Gov. Scott Walker, a Republican whose plan to cut nearly all public employees' collective bargaining rights remains in limbo, said Friday that he didn't want to see layoffs, but insisted that if the bill is not passed by the end of next week, his administration would have to start preparing layoff notices for as many as 1,500 state employees.
They would be laid off by July in order to achieve the savings necessary to balance the budget, with another 6,000 layoffs by the middle of 2013, with an equal number on the local level.
At the same time, Wisconsin school districts are warning teachers that their contracts might not be renewed because if Walker's bill becomes law, it would void current teacher collective bargaining agreements that lay out protocol and deadlines for conducting layoffs.
(Excerpt) Read more at foxnews.com ...
Outstanding! It's about time!!
What is the downside? When one side breaks the social contract can the other side stop paying taxes?
Unions do NOT care about the collective whole. They care about keeping the wages & benefits up there. The will sacrifice a few to keep their puff wages and benefits. If you are in a union you are expendable.
The Governor should layoff 1000 workers every Monday, every week until the Rats return and vote on the bill that actually saves jobs.
Unions always brag about the “on-average” value of negotiated deals.
My mother works in a mixed union/non-union Wisconsin school. She is locked out of the union - gets 8.00/hr for doing the same job as the union people right next to here at 25/hr with vacations and benefits.

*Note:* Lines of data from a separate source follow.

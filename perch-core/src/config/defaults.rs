//! Core configuration keys.

use super::{Decl, Kind, Registry, Value};

pub fn register_core(r: &Registry) {
    // ── Identity ──
    r.register(Decl::string("nick", "perch").help("Default nick on every network."));
    r.register(Decl::set("nick.alternates", &[]).help("Nicks to try when the main one is taken."));
    r.register(Decl::string("ident", "perch").help("Username sent in USER."));
    r.register(Decl::string("user", "perch IRC bot").help("Real name sent in USER."));
    r.register(Decl::string("language", "en"));

    // ── Networks ──
    r.register(Decl::set("networks", &[]).help("Networks to connect to."));
    r.register(Decl::set("networks.*.servers", &[]).help("host:port entries, tried in order."));
    r.register(Decl::boolean("networks.*.ssl", true));
    r.register(Decl::boolean("networks.*.ssl.insecure", false).help("Skip certificate verification."));
    r.register(Decl::string("networks.*.certfile", "").help("PEM file with client certificate and key (SASL EXTERNAL / CertFP)."));
    r.register(Decl::string("networks.*.password", "").private());
    r.register(Decl::string("networks.*.nick", "").help("Overrides `nick` on this network."));
    r.register(Decl::string("networks.*.umodes", ""));
    r.register(Decl::set("networks.*.channels", &[]).help("Channels joined after the MOTD."));
    r.register(Decl::string("networks.*.channels.key", "").channel().private());
    r.register(Decl::set("networks.*.capabilities", &[]).help("Extra IRCv3 capabilities to request."));
    r.register(Decl::string("networks.*.sasl.username", ""));
    r.register(Decl::string("networks.*.sasl.password", "").private());
    r.register(Decl::set("networks.*.sasl.mechanisms", &["EXTERNAL", "PLAIN"]));

    // ── Protocol ──
    r.register(
        Decl::new(
            "protocols.irc.casemapping",
            Kind::Enum(vec!["auto", "rfc1459", "strict-rfc1459", "ascii"]),
            Value::Str("auto".into()),
        )
        .help("Casemap for nick and channel comparison; auto follows ISUPPORT."),
    );
    r.register(Decl::boolean("protocols.irc.strictRfc", false).help("Validate nicks with RFC 2812 rules."));
    r.register(Decl::int("protocols.irc.maxHistoryLength", Kind::NonNegativeInteger, 1000));
    r.register(Decl::float("protocols.irc.throttleTime", 1.0).help("Seconds to refill one outbound message token."));
    r.register(Decl::int("protocols.irc.throttleBurst", Kind::PositiveInteger, 5));
    r.register(Decl::boolean("protocols.irc.ping", true));
    r.register(Decl::int("protocols.irc.ping.interval", Kind::PositiveInteger, 120));
    r.register(Decl::string("protocols.irc.quitMessage", "perch shutting down"));
    r.register(Decl::float("protocols.irc.shutdownTimeout", 5.0));
    r.register(Decl::float("protocols.irc.reconnect.initialDelay", 2.0));
    r.register(Decl::float("protocols.irc.reconnect.maximumDelay", 300.0));
    r.register(Decl::int("protocols.irc.labelTimeout", Kind::PositiveInteger, 300));
    r.register(Decl::int("protocols.irc.nickRecovery.interval", Kind::NonNegativeInteger, 60));

    // ── Commands ──
    r.register(Decl::boolean("commands.nested", true).channel());
    r.register(Decl::int("commands.nested.maximum", Kind::NonNegativeInteger, 10));
    r.register(Decl::string("commands.nested.brackets", "[]").channel());
    r.register(Decl::boolean("commands.nested.pipeSyntax", false).channel());
    r.register(Decl::string("commands.quotes", "\""));
    r.register(Decl::set("commands.disabled", &[]).help("Plugin.command or command names hidden from dispatch."));
    r.register(Decl::string("commands.defaultPlugins.*", "").help("Plugin that wins when several provide this command."));
    r.register(Decl::set("commands.renames.*", &[]).help("original=new pairs for this plugin."));

    // ── Capabilities ──
    r.register(Decl::set("capabilities", &["-owner", "-admin", "-trusted"]).help("Defaults for unresolved capabilities."));
    r.register(Decl::boolean("capabilities.default", true));
    r.register(Decl::int("databases.users.timeoutIdentification", Kind::NonNegativeInteger, 0)
        .help("Idle seconds before an identification expires; 0 never."));
    r.register(Decl::int("databases.flushInterval", Kind::PositiveInteger, 60)
        .help("Seconds between expiring bans and ignores and writing databases to disk."));

    // ── Replies ──
    r.register(Decl::string("replies.whenAddressedBy.chars", "").channel());
    r.register(Decl::set("replies.whenAddressedBy.strings", &[]).channel());
    r.register(Decl::boolean("replies.whenAddressedBy.nick", true).channel());
    r.register(Decl::boolean("replies.whenNotCommand", false).channel());
    r.register(Decl::boolean("replies.withNickPrefix", false).channel());
    r.register(Decl::boolean("replies.inPrivate", false).channel());
    r.register(Decl::boolean("replies.withNotice", false).channel());
    r.register(Decl::boolean("replies.error.withNotice", false).channel());
    r.register(Decl::int("replies.mores.length", Kind::NonNegativeInteger, 0));
    r.register(Decl::int("replies.mores.instant", Kind::PositiveInteger, 1).channel());
    r.register(Decl::int("replies.mores.maximum", Kind::PositiveInteger, 50));
    r.register(Decl::string("replies.success", "The operation succeeded."));
    r.register(Decl::string(
        "replies.noCapability",
        "You don't have the %s capability. If you think that you should have this capability, be sure that you are identified before trying again.",
    ));
    r.register(Decl::string(
        "replies.genericError",
        "An error has occurred and has been logged. Please contact this bot's administrator for more information.",
    ));
    r.register(Decl::string("replies.notRegistered", "You must be registered to use this command."));

    // ── Abuse ──
    r.register(Decl::int("abuse.flood.interval", Kind::PositiveInteger, 60));
    r.register(Decl::boolean("abuse.flood.command", true));
    r.register(Decl::int("abuse.flood.command.maximum", Kind::PositiveInteger, 12));
    r.register(Decl::int("abuse.flood.command.punishment", Kind::PositiveInteger, 300));
    r.register(Decl::boolean("abuse.flood.command.invalid", true));
    r.register(Decl::int("abuse.flood.command.invalid.maximum", Kind::PositiveInteger, 5));
    r.register(Decl::int("abuse.flood.command.invalid.punishment", Kind::PositiveInteger, 600));
    r.register(Decl::boolean("abuse.flood.command.invalid.notify", true));

    // ── Directories ──
    r.register(Decl::string("directories.data", "data"));
    r.register(Decl::string("directories.data.tmp", "data/tmp"));
    r.register(Decl::string("directories.conf", "conf"));
    r.register(Decl::string("directories.log", "logs"));
    r.register(Decl::string("directories.backup", "backup"));
    r.register(Decl::set("directories.plugins", &[]));

    // ── Plugins ──
    r.register(Decl::boolean("plugins.*", false).help("Load this plugin at startup."));
}

#[cfg(test)]
mod tests {
    use super::*;

    #[test]
    fn core_defaults_resolve() {
        let r = Registry::with_core();
        assert_eq!(r.string("nick", None, None), "perch");
        assert_eq!(r.int("commands.nested.maximum", None, None), 10);
        assert!(r.bool("replies.whenAddressedBy.nick", Some("net"), Some("#c")));
        assert!(r.set_of("capabilities", None, None).contains("-admin"));
        assert_eq!(r.string("protocols.irc.casemapping", None, None), "auto");
        assert!(r.bool("networks.libera.ssl", None, None));
        assert!(!r.bool("plugins.Admin", None, None));
    }
}
//! Strict Transport Security.
//!
//! On plaintext, an `sts` advertisement with a `port` means "reconnect
//! over TLS there now". On TLS, a `duration` is a policy to cache: later
//! connections to that host go straight to TLS on the secure port until
//! the policy expires.

use crate::config::ServerAddr;
use crate::db::{DbError, NetworksDb, StsPolicy};

#[derive(Debug, Clone, PartialEq)]
pub enum StsDecision {
    Nothing,
    /// Drop this plaintext connection and reconnect with TLS.
    Upgrade { port: u16 },
    /// Cache (or with duration 0, forget) the policy for this host.
    Persist { duration: f64, preload: bool },
}

/// What to do with an `sts=<value>` capability seen on a connection.
pub fn decide(value: &str, tls: bool) -> StsDecision {
    let (port, duration, preload) = StsPolicy::parse_advertisement(value);
    match (tls, port, duration) {
        (false, Some(port), _) => StsDecision::Upgrade { port },
        (true, _, Some(duration)) => StsDecision::Persist { duration, preload },
        _ => StsDecision::Nothing,
    }
}

/// The address and TLS flag to use for `server` given cached policies.
pub fn effective(
    networks: &NetworksDb,
    network: &str,
    server: &ServerAddr,
    tls: bool,
    now: f64,
) -> Result<(ServerAddr, bool), DbError> {
    match networks.sts_policy(network, &server.host, now)? {
        Some(policy) if !tls => {
            tracing::info!(network, host = %server.host, port = policy.port, "STS policy forces TLS");
            Ok((ServerAddr { host: server.host.clone(), port: policy.port }, true))
        }
        _ => Ok((server.clone(), tls)),
    }
}

#[cfg(test)]
mod tests {
    use super::*;

    #[test]
    fn plaintext_upgrades_and_tls_persists() {
        assert_eq!(decide("port=6697,duration=300", false), StsDecision::Upgrade { port: 6697 });
        assert_eq!(decide("duration=300", false), StsDecision::Nothing);
        assert_eq!(
            decide("port=6697,duration=300,preload", true),
            StsDecision::Persist { duration: 300.0, preload: true }
        );
        assert_eq!(decide("port=6697", true), StsDecision::Nothing);
    }

    #[test]
    fn cached_policies_force_tls_until_expiry() {
        let db = NetworksDb::in_memory();
        let server = ServerAddr { host: "irc.example.org".into(), port: 6667 };
        assert_eq!(effective(&db, "net", &server, false, 0.0).unwrap(), (server.clone(), false));
        db.set_sts_policy("net", "irc.example.org", 6697, 100.0, false, 0.0).unwrap();
        let (addr, tls) = effective(&db, "net", &server, false, 50.0).unwrap();
        assert!(tls);
        assert_eq!(addr.port, 6697);
        assert_eq!(effective(&db, "net", &server, false, 150.0).unwrap(), (server, false));
    }
}
//! Configuration registry.
//!
//! Every setting is a dot-separated key with a typed value. Keys may be
//! channel- and/or network-specific; a lookup for `(key, network, channel)`
//! resolves to the most specific explicitly set value, falling back through
//! network+channel → channel → network → global → default.
//!
//! The registry persists to a plain `key: value` file. Scoped values carry a
//! suffix on the key: `.#channel`, `.:network` or `.:network.#channel`.

mod defaults;
mod network;
mod value;

use std::collections::{BTreeMap, BTreeSet};
use std::fmt::Write as _;
use std::path::{Path, PathBuf};

use parking_lot::RwLock;

pub use defaults::register_core;
pub use network::{NetworkSettings, SaslSettings, ServerAddr};
pub use value::{Kind, Value};

use crate::ident::Casemap;

#[derive(Debug, thiserror::Error)]
pub enum ConfigError {
    #[error("no such configuration key: {0}")]
    UnknownKey(String),
    #[error("invalid value for {key}: {reason}")]
    InvalidValue { key: String, reason: String },
    #[error("{key} cannot be set for {scope}")]
    ScopeNotAllowed { key: String, scope: String },
    #[error("line {line}: {reason}")]
    Parse { line: usize, reason: String },
    #[error("config I/O error: {0}")]
    Io(#[from] std::io::Error),
}

/// Where a value applies. Names are stored case-folded.
#[derive(Debug, Clone, PartialEq, Eq, PartialOrd, Ord, Hash, Default)]
pub struct Scope {
    pub network: Option<String>,
    pub channel: Option<String>,
}

impl Scope {
    pub fn global() -> Self {
        Self::default()
    }

    pub fn new(network: Option<&str>, channel: Option<&str>) -> Self {
        Self {
            network: network.map(|n| n.to_ascii_lowercase()),
            channel: channel.map(|c| Casemap::Rfc1459.to_lower(c)),
        }
    }

    pub fn network(network: &str) -> Self {
        Self::new(Some(network), None)
    }

    pub fn channel(channel: &str) -> Self {
        Self::new(None, Some(channel))
    }

    pub fn is_global(&self) -> bool {
        self.network.is_none() && self.channel.is_none()
    }

    /// Key suffix used in the config file.
    fn suffix(&self) -> String {
        let mut out = String::new();
        if let Some(net) = &self.network {
            let _ = write!(out, ".:{net}");
        }
        if let Some(chan) = &self.channel {
            let _ = write!(out, ".{chan}");
        }
        out
    }
}

impl std::fmt::Display for Scope {
    fn fmt(&self, f: &mut std::fmt::Formatter<'_>) -> std::fmt::Result {
        match (&self.network, &self.channel) {
            (None, None) => f.write_str("global scope"),
            (Some(n), None) => write!(f, "network {n}"),
            (None, Some(c)) => write!(f, "channel {c}"),
            (Some(n), Some(c)) => write!(f, "{c} on {n}"),
        }
    }
}

/// Declaration of a key: its type, default and where it may be scoped.
#[derive(Debug, Clone)]
pub struct Decl {
    pub name: String,
    pub kind: Kind,
    pub default: Value,
    pub help: String,
    pub channel_specific: bool,
    pub network_specific: bool,
    pub private: bool,
}

impl Decl {
    pub fn new(name: &str, kind: Kind, default: Value) -> Self {
        Self {
            name: name.to_string(),
            kind,
            default,
            help: String::new(),
            channel_specific: false,
            network_specific: false,
            private: false,
        }
    }

    pub fn help(mut self, help: &str) -> Self {
        self.help = help.to_string();
        self
    }

    /// May be overridden per channel (and per network+channel).
    pub fn channel(mut self) -> Self {
        self.channel_specific = true;
        self.network_specific = true;
        self
    }

    pub fn network(mut self) -> Self {
        self.network_specific = true;
        self
    }

    /// Never logged or shown by `config` listings.
    pub fn private(mut self) -> Self {
        self.private = true;
        self
    }

    pub fn boolean(name: &str, default: bool) -> Self {
        Self::new(name, Kind::Boolean, Value::Bool(default))
    }

    pub fn string(name: &str, default: &str) -> Self {
        Self::new(name, Kind::String, Value::Str(default.to_string()))
    }

    pub fn set(name: &str, default: &[&str]) -> Self {
        Self::new(name, Kind::SpaceSeparatedSet, Value::set(default.iter().copied()))
    }

    pub fn int(name: &str, kind: Kind, default: i64) -> Self {
        Self::new(name, kind, Value::Int(default))
    }

    pub fn float(name: &str, default: f64) -> Self {
        Self::new(name, Kind::PositiveFloat, Value::Float(default))
    }

    fn allows(&self, scope: &Scope) -> bool {
        (scope.channel.is_none() || self.channel_specific)
            && (scope.network.is_none() || self.network_specific)
    }
}

#[derive(Debug, Clone)]
struct Entry {
    decl: Decl,
    values: BTreeMap<Scope, Value>,
}

#[derive(Debug, Default)]
struct Inner {
    entries: BTreeMap<String, Entry>,
    templates: Vec<Decl>,
    /// Raw values read from file for keys nobody has registered yet.
    pending: BTreeMap<(String, Scope), (String, String)>,
}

She gets no healthcare and only a 2% match on pension. The union people doing the same job get full ride healthcare and 13% contribution to pension.
The fallacy of Wisconsin public workers’ unions is that they stand up for workers. At best its a clique and a racket. They don’t give a rip about the greater good, even within their own offices - it’s me, me, me all the way - screw everyone else and screw the taxpayers.

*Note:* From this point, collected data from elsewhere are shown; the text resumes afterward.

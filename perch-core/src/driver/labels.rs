//! `labeled-response` correlation for account registration.
//!
//! `REGISTER` and `VERIFY` are sent with a `label` tag; the server's
//! answer (`REGISTER SUCCESS`, `FAIL REGISTER ...`, numerics) echoes it
//! and is routed back to whoever asked. Servers without labeled-response
//! are matched by command, oldest first. Unanswered labels expire.

use std::collections::BTreeMap;

use crate::dispatch::reply::ReplyTo;
use crate::message::Message;

#[derive(Debug, Clone)]
struct Pending {
    reply_to: ReplyTo,
    command: String,
    expires: f64,
}

#[derive(Debug, Default)]
pub struct LabelTracker {
    next: u64,
    pending: BTreeMap<String, Pending>,
}

impl LabelTracker {
    pub fn new() -> Self {
        Self::default()
    }

    /// Tag `msg` with a fresh label and remember who asked.
    pub fn issue(&mut self, msg: Message, reply_to: ReplyTo, now: f64, timeout: f64) -> Message {
        self.next += 1;
        let label = format!("perch{}", self.next);
        self.pending.insert(
            label.clone(),
            Pending { reply_to, command: msg.command.clone(), expires: now + timeout },
        );
        msg.with_tag("label", Some(label))
    }

    pub fn len(&self) -> usize {
        self.pending.len()
    }

    pub fn is_empty(&self) -> bool {
        self.pending.is_empty()
    }

    /// Who a response belongs to, if it answers one of ours. The label is
    /// released when the response is final.
    pub fn resolve(&mut self, msg: &Message) -> Option<(String, ReplyTo)> {
        let command = answered_command(msg)?;
        let label = match msg.tag("label") {
            Some(label) => label.to_string(),
            None => self
                .pending
                .iter()
                .filter(|(_, p)| p.command.eq_ignore_ascii_case(&command))
                .min_by_key(|(label, _)| label_number(label))
                .map(|(label, _)| label.clone())?,
        };
        let pending = if is_final(msg) { self.pending.remove(&label)? } else { self.pending.get(&label)?.clone() };
        Some((pending.command, pending.reply_to))
    }

    pub fn expire(&mut self, now: f64) -> Vec<ReplyTo> {
        let expired: Vec<String> = self.pending.iter().filter(|(_, p)| p.expires <= now).map(|(l, _)| l.clone()).collect();
        expired.into_iter().filter_map(|l| self.pending.remove(&l)).map(|p| p.reply_to).collect()
    }

    pub fn clear(&mut self) {
        self.pending.clear();
    }
}

fn label_number(label: &str) -> u64 {
    label.trim_start_matches("perch").parse().unwrap_or(u64::MAX)
}

/// The command a response is about: `REGISTER` for `REGISTER SUCCESS`
/// and `FAIL REGISTER ...`.
fn answered_command(msg: &Message) -> Option<String> {
    match msg.command.as_str() {
        "REGISTER" | "VERIFY" => Some(msg.command.clone()),
        "FAIL" | "WARN" | "NOTE" => msg.param(0).map(str::to_ascii_uppercase),
        _ if msg.tag("label").is_some() => Some(String::new()),
        _ => None,
    }
}

fn is_final(msg: &Message) -> bool {
    match msg.command.as_str() {
        "WARN" | "NOTE" => false,
        "REGISTER" | "VERIFY" | "FAIL" => true,
        // Other lines of a labeled-response batch.
        _ => !msg.has_tag("batch"),
    }
}

/// Human text for a registration response.
pub fn describe(msg: &Message) -> String {
    let last = msg.params.last().map(String::as_str).unwrap_or_default();
    match (msg.command.as_str(), msg.param(0)) {
        ("REGISTER" | "VERIFY", Some("SUCCESS")) => {
            let account = msg.param(1).unwrap_or("*");
            format!("{} of {account} succeeded: {last}", noun(&msg.command))
        }
        ("REGISTER", Some("VERIFICATION_REQUIRED")) => {
            let account = msg.param(1).unwrap_or("*");
            format!("Registration of {account} needs verification: {last}")
        }
        ("FAIL", Some(cmd)) => {
            let code = msg.param(1).unwrap_or("UNKNOWN");
            format!("{} failed: {last} ({code})", noun(cmd))
        }
        ("WARN" | "NOTE", _) => last.to_string(),
        _ => format!("{}: {last}", msg.command),
    }
}

fn noun(command: &str) -> &'static str {
    if command.eq_ignore_ascii_case("VERIFY") { "Verification" } else { "Registration" }
}
#[derive(Debug, thiserror::Error)]
pub enum PluginError {
    #[error("no plugin named {0} is available")]
    NotFound(String),
    #[error("{0} is already loaded")]
    AlreadyLoaded(String),
    #[error("{0} is not loaded")]
    NotLoaded(String),
    #[error("{plugin} has no command named {command}")]
    NoSuchCommand { plugin: String, command: String },
    #[error("{plugin} already has a command named {name}")]
    RenameConflict { plugin: String, name: String },
    #[error("{path}: {reason}")]
    Manifest { path: String, reason: String },
    #[error("plugin I/O error: {0}")]
    Io(#[from] std::io::Error),
}

// ── Commands ──

/// A command a plugin offers.
#[derive(Debug, Clone)]
pub struct CommandSpec {
    pub name: String,
    /// First line is the argument syntax, the rest a description.
    pub help: String,
    pub args: Vec<Conv>,
    /// Capability the caller must hold before arguments are converted.
    pub capability: Option<String>,
}

impl CommandSpec {
    pub fn new(name: &str, help: &str) -> Self {
        Self {
            name: name.to_lowercase(),
            help: help.to_string(),
            args: Vec::new(),
            capability: None,
        }
    }

    pub fn args(mut self, args: Vec<Conv>) -> Self {
        self.args = args;
        self
    }

    pub fn capability(mut self, cap: &str) -> Self {
        self.capability = Some(cap.to_string());
        self
    }
}

/// Something a plugin asks the session to do once its call returns.
#[derive(Debug)]
pub enum Action {
    Send(Message),
    /// Send with a `label` tag; the server's answer is replied to the caller.
    Labeled(Message),
    /// Release the next held reply chunk for this nick.
    More { nick: String },
    Load(String),
    Unload(String),
    Reload(String),
    Rename { plugin: String, from: String, to: String },
    Unrename { plugin: String, name: String },
    Disable(String),
    Enable(String),
    Schedule { name: String, owner: String, at: f64, period: Option<f64> },
    Unschedule(String),
    /// Run off the session loop; the result is replied when it arrives.
    Job(Job),
    /// Write the configuration and databases to disk.
    Flush,
    /// Shut the whole bot down.
    Shutdown(String),
}

/// The view a plugin gets of one call: who asked and where, plus the
/// shared services. Replies and actions are collected and applied after
/// the call returns.
pub struct Invocation<'a> {
    pub ctx: &'a Context,
    pub net: &'a NetworkState,
    pub index: &'a CommandIndex,
    pub msg: Option<&'a Message>,
    pub plugin: String,
    pub command: String,
    reply_to: Option<ReplyTo>,
    replies: Vec<Reply>,
    actions: Vec<Action>,
}
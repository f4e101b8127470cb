//! perch-bot: the perch IRC bot.
//!
//! The protocol engine, databases and dispatcher live in `perch-core`;
//! this crate adds the plugins every installation starts with:
//!
//! - Admin: channels, nick, capabilities, global ignores
//! - Channel: ops, kicks, bans, lobotomies, channel capabilities
//! - Misc: help, list, more, version
//! - Owner: loading plugins, renames, disabling commands, quitting
//! - User: registration, identification, hostmasks
//! - Utilities: echo, success, last, ignore

pub mod plugins;

pub use plugins::{DEFAULT_PLUGINS, apply_default_providers, builtin_catalog};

They don”t really care about wages. What they do care about is collecting DUES from every one of their members, and if the wages do increase their dues go up.

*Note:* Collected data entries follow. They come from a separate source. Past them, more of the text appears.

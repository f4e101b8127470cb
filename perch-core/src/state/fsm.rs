//! Connection state machine.
//!
//! ```text
//! DISCONNECTED → CONNECTING → REGISTERING ⇄ SASL
//!                                  │          │
//!                                  └── 001 ───┴→ CONNECTED → DISCONNECTING
//! ```
//!
//! Any state returns to DISCONNECTED when the socket closes.

use std::fmt;

#[derive(Debug, Clone, Copy, PartialEq, Eq, Default)]
pub enum ConnState {
    #[default]
    Disconnected,
    Connecting,
    /// CAP negotiation, NICK and USER in flight.
    Registering,
    /// AUTHENTICATE exchange in progress.
    Sasl,
    Connected,
    /// QUIT sent, waiting for the server to close.
    Disconnecting,
}

#[derive(Debug, Clone, Copy, PartialEq, Eq)]
pub enum Transition {
    /// Driver starts opening the socket.
    Connect,
    /// Socket is up and registration was sent.
    Opened,
    /// `CAP ACK` included `sasl`.
    SaslStart,
    /// 903, 904, 905, 906 or 907.
    SaslEnd,
    /// 001.
    Welcome,
    /// We sent QUIT.
    Quit,
    /// The socket closed.
    Closed,
}

#[derive(Debug, Clone, Copy, PartialEq, Eq, thiserror::Error)]
#[error("no transition {transition:?} from {from}")]
pub struct InvalidTransition {
    pub from: ConnState,
    pub transition: Transition,
}

impl ConnState {
    pub fn next(self, transition: Transition) -> Result<ConnState, InvalidTransition> {
        use ConnState::*;
        use Transition::*;
        let to = match (self, transition) {
            (_, Closed) => Disconnected,
            (Disconnected, Quit) => Disconnected,
            (_, Quit) => Disconnecting,
            (Disconnected, Connect) => Connecting,
            (Connecting, Opened) => Registering,
            (Registering, SaslStart) => Sasl,
            (Sasl, SaslEnd) => Registering,
            (Registering | Sasl, Welcome) => Connected,
            (from, transition) => return Err(InvalidTransition { from, transition }),
        };
        Ok(to)
    }

    /// Registered with the server.
    pub fn is_connected(self) -> bool {
        self == ConnState::Connected
    }

    /// Between socket open and 001.
    pub fn is_registering(self) -> bool {
        matches!(self, ConnState::Registering | ConnState::Sasl)
    }
}

impl fmt::Display for ConnState {
    fn fmt(&self, f: &mut fmt::Formatter<'_>) -> fmt::Result {
        let s = match self {
            ConnState::Disconnected => "DISCONNECTED",
            ConnState::Connecting => "CONNECTING",
            ConnState::Registering => "REGISTERING",
            ConnState::Sasl => "SASL",
            ConnState::Connected => "CONNECTED",
            ConnState::Disconnecting => "DISCONNECTING",
        };
        f.write_str(s)
    }
}

#[cfg(test)]
mod tests {
    use super::*;
    use ConnState::*;
    use Transition::*;

    #[test]
    fn happy_path_with_sasl() {
        let mut s = Disconnected;
        for t in [Connect, Opened, SaslStart, SaslEnd, Welcome, Quit, Closed] {
            s = s.next(t).unwrap();
        }
        assert_eq!(s, Disconnected);
    }

    #[test]
    fn welcome_during_sasl_connects() {
        assert_eq!(Sasl.next(Welcome), Ok(Connected));
        assert!(Sasl.is_registering());
    }

    #[test]
    fn out_of_order_events_are_rejected() {
        assert!(Disconnected.next(Welcome).is_err());
        assert!(Connected.next(SaslEnd).is_err());
        assert!(Connected.next(SaslStart).is_err());
        assert_eq!(Connected.next(Closed), Ok(Disconnected));
    }
}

Time to destroy the evil heart of the Occupying Enemy Forces. Waste them. Its crunch time.
12000 jobs sounds like a lot, but compare it to the number of new jobless claims posted every week. It’s a fraction of one day’s jobless claims,...almost every one in the private sector.
Excuse my nosiness, but why is your mother “locked out” of the union?
My wife makes about $8 / hr teaching pre-k in GA.
Does anyone know how much an average union member pays in dues per month?
And I’ll be willing to BET that people will survive very nicely with 12,000 fewer bureaucrats and civil “servants.”
Only to the point, as in this instance where the union would rather sacrifice jobs than compromise on benefits, that it does not conflict with what any union sees as its primary responsibility: The preservation of the union.
40 years worth of dues I paid way too much.
In the later years ,the last thirty, the dues were a % of earnings, just like taxes.
However w/ Beck vs CWA you can now demand POLITICAL money refunds. Mine was about $150.00 a year.
That’s 150 they didn’t have to bus ride, coerce, and intimidate folks, so eff them.
Every time “education” demands more money they hire more administrators and build admin buildings. Around here they demanded more money they built a fancy high school complete with polished granite interiors. Not even corporate offices are so lavishly decorated.
Education could easily be cut by 80% and the education would only increase as the education system started to focus on teaching instead of gluttony of taxpayer money.
They say that like it's a bad thing.
When I was in grade school, you had the prinicipal of the school, who also teached the upper grade.
My sons in school, had a principal, superintendent and I think one more manager, none of whom taught any classes, but collectively they made more money than all the teachers who did teach.